Aim of the task:
Go through the material underneath and show every line where the string "backend" occurs.
━━━━━ Information shown ━━━━━
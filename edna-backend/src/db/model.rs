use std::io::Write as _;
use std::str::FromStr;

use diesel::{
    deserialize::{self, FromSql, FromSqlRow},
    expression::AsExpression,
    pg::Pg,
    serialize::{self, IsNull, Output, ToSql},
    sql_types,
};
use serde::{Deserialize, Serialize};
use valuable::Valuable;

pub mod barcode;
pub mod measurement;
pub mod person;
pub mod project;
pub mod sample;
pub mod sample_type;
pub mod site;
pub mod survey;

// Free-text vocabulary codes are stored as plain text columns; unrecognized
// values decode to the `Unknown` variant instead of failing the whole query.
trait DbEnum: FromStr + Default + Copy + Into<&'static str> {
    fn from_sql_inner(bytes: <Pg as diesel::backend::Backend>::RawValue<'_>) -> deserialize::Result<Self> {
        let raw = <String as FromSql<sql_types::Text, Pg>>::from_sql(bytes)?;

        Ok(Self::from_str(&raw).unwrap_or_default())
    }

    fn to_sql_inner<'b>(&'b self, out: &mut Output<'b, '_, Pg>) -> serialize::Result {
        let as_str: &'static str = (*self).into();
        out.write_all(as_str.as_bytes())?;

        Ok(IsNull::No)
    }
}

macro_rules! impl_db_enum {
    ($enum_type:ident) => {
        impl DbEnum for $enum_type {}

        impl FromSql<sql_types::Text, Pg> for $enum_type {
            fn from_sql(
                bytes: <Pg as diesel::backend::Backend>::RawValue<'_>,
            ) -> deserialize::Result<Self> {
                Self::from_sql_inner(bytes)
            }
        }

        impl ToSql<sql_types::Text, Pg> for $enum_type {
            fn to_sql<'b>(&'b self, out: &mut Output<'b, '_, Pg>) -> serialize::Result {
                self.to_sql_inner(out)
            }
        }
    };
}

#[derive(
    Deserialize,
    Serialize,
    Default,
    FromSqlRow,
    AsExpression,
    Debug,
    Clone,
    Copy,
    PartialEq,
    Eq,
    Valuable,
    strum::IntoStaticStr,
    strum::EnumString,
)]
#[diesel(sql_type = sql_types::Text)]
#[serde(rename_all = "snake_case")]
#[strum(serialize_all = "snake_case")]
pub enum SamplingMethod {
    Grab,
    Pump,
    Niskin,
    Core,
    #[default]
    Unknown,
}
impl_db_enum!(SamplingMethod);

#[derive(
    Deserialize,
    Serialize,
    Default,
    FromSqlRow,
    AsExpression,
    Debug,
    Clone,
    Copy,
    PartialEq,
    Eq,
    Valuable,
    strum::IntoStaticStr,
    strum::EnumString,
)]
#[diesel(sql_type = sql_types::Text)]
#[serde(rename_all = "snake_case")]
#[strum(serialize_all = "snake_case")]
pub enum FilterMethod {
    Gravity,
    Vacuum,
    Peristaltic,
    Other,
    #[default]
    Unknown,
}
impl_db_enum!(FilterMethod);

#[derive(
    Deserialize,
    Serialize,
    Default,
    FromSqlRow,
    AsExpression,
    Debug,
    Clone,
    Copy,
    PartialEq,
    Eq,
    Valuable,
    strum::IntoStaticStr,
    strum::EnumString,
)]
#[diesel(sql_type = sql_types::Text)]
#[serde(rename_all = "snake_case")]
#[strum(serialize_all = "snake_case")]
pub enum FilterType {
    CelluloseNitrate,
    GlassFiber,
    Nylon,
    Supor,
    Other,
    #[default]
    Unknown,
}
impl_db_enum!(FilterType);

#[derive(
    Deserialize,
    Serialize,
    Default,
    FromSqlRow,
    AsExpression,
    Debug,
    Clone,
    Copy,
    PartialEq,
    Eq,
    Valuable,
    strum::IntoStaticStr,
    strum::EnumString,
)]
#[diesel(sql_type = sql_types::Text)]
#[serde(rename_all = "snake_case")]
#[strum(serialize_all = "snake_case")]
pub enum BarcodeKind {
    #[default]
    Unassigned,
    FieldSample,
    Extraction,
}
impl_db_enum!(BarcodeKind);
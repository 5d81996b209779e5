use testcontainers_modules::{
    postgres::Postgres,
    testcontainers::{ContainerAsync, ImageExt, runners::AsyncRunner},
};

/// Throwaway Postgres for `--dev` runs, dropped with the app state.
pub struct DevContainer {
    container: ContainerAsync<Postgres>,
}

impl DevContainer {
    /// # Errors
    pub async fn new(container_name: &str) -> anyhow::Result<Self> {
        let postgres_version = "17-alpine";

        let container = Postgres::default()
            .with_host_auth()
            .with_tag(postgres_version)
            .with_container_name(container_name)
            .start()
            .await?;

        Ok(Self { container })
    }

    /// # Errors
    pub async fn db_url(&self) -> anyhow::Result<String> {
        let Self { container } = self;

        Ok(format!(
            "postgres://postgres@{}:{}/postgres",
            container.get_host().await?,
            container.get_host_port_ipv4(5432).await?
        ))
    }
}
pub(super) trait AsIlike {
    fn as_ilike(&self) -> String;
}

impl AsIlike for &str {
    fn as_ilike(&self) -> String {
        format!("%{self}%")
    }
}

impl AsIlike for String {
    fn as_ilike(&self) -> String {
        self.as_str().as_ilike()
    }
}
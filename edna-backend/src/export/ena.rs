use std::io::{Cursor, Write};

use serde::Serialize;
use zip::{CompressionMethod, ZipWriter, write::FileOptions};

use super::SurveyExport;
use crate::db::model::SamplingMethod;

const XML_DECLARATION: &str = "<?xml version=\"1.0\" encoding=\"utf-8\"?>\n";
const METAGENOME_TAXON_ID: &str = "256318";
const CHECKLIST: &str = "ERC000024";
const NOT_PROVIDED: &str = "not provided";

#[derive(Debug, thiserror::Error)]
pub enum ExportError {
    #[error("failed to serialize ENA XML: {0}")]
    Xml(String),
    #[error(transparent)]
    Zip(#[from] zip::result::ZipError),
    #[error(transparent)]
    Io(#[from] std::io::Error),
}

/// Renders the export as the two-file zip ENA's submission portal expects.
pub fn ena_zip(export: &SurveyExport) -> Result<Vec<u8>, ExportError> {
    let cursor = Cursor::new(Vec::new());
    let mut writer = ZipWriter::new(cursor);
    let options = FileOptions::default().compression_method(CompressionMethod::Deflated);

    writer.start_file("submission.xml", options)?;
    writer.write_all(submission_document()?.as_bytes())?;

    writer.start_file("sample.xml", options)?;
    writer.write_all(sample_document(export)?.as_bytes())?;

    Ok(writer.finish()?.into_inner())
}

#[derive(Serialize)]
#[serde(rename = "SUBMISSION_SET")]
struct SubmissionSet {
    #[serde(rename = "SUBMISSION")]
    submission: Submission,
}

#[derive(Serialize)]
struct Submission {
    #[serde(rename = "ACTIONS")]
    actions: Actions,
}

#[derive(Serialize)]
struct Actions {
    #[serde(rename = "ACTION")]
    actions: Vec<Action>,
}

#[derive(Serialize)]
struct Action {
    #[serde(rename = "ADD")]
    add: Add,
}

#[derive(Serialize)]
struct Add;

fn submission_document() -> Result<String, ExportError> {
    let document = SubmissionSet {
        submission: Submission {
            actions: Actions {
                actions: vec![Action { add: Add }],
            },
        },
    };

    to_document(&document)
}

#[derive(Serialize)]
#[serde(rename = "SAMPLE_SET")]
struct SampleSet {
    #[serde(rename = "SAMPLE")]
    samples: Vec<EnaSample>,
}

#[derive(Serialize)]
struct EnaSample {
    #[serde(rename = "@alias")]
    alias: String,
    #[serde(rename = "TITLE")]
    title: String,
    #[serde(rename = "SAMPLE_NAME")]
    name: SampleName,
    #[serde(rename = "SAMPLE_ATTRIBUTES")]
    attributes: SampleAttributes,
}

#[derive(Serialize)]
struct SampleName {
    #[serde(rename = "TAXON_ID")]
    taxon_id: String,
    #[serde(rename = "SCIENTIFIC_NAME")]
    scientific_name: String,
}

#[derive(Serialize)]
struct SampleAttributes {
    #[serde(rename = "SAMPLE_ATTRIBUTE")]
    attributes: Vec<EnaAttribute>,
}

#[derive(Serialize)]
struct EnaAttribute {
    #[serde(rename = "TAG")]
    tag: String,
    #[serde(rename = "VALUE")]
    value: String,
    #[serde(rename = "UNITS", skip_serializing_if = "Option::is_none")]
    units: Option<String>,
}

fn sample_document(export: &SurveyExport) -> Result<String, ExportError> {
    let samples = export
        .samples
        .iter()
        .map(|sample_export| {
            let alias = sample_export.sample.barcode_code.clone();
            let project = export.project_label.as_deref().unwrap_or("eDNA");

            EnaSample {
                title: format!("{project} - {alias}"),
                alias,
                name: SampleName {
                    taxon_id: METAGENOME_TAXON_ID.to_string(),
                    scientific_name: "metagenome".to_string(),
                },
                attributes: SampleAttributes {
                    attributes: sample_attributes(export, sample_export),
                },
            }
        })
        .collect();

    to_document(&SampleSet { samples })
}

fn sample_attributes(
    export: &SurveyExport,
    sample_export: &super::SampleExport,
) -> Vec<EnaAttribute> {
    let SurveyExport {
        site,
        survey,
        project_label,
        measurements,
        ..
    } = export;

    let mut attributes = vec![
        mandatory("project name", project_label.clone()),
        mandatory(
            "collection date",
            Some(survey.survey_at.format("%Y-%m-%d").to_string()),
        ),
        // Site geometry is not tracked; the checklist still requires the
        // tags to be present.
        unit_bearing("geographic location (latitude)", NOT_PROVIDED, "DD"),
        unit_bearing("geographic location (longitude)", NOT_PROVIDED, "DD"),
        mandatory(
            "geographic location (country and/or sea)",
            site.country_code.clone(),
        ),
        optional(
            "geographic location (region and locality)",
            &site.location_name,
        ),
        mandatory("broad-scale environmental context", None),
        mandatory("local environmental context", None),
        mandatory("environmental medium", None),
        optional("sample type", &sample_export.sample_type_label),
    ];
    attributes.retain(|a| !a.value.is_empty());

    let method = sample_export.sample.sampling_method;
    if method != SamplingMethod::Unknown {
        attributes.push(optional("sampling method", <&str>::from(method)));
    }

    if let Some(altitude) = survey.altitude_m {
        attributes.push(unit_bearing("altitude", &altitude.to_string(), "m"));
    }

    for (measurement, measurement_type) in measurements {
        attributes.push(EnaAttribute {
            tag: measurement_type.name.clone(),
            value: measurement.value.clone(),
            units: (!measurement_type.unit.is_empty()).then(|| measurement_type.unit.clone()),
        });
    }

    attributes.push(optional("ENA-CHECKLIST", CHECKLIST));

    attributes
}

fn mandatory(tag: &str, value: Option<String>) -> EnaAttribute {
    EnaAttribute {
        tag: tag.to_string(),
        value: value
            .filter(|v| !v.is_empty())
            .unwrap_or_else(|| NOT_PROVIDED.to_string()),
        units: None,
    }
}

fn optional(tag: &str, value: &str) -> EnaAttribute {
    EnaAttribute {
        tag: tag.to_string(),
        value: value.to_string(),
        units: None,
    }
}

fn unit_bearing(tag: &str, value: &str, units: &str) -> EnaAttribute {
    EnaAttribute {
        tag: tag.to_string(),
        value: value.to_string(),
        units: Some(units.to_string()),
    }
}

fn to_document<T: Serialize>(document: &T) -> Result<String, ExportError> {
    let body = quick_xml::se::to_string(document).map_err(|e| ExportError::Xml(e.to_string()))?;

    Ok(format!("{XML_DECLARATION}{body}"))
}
━━━━━
━━━━━ Information shown ━━━━━
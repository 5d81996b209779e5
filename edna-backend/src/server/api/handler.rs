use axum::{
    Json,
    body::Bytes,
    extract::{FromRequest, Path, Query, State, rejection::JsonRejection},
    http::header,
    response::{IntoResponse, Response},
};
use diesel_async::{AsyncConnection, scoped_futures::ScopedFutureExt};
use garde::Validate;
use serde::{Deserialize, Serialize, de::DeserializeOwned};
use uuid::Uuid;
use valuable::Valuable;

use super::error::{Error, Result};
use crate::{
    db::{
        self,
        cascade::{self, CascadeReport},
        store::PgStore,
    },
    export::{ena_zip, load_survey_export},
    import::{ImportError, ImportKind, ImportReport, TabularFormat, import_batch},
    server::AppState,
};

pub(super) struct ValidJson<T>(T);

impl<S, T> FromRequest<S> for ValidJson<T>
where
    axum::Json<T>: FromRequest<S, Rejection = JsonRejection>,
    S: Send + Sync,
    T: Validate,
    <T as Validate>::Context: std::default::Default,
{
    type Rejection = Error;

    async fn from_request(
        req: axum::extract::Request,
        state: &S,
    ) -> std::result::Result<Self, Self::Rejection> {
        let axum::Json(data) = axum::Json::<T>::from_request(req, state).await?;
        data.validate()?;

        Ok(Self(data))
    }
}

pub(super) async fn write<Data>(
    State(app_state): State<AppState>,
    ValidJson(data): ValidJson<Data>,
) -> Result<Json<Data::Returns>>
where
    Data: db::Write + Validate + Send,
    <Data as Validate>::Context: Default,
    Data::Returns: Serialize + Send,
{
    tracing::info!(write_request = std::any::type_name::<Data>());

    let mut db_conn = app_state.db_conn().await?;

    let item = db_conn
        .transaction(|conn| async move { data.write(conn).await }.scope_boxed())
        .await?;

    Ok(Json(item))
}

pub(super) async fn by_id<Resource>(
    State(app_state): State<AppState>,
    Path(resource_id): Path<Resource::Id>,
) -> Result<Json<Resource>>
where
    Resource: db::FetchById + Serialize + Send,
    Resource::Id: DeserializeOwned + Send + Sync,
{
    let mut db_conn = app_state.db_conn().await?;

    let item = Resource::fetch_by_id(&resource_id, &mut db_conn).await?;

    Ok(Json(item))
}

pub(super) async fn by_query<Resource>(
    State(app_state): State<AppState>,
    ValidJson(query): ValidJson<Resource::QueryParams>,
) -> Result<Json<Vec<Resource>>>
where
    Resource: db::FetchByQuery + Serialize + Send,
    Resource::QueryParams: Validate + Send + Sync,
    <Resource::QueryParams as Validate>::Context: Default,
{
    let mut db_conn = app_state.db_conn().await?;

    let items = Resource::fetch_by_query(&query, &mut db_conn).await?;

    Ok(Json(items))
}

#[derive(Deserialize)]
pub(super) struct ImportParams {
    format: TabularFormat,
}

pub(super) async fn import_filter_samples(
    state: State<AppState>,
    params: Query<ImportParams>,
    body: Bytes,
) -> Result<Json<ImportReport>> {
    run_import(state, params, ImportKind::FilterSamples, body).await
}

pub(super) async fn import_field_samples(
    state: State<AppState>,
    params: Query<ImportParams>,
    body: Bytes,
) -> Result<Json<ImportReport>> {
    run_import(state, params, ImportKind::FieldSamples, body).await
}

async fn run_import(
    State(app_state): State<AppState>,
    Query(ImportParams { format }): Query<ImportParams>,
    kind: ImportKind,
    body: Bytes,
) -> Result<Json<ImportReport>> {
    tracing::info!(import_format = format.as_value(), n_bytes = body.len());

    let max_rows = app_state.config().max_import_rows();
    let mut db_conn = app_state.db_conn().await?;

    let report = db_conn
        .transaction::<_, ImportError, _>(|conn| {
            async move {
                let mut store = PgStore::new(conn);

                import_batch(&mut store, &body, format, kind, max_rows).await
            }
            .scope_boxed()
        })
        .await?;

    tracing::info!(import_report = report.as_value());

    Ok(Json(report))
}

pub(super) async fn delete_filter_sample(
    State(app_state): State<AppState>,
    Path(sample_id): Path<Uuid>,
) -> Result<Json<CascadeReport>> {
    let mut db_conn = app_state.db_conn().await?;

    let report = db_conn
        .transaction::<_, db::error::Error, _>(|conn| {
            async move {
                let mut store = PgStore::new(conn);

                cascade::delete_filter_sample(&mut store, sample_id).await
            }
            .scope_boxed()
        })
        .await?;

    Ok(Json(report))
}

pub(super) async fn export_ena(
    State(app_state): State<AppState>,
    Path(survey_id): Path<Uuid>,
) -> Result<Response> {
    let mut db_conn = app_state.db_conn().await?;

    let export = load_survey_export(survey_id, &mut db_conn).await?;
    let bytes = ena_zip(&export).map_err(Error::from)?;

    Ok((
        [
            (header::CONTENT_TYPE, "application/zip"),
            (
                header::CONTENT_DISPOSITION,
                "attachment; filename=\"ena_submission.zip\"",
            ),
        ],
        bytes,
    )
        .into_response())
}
━━━━━
Task solution:
filename edna-backend/src/db/model.rs
    fn from_sql_inner(bytes: <Pg as diesel::backend::Backend>::RawValue<'_>) -> deserialize::Result<Self> {
                bytes: <Pg as diesel::backend::Backend>::RawValue<'_>,
filename edna-backend/src/export/ena.rs
filename edna-backend/src/server/api/handler.rs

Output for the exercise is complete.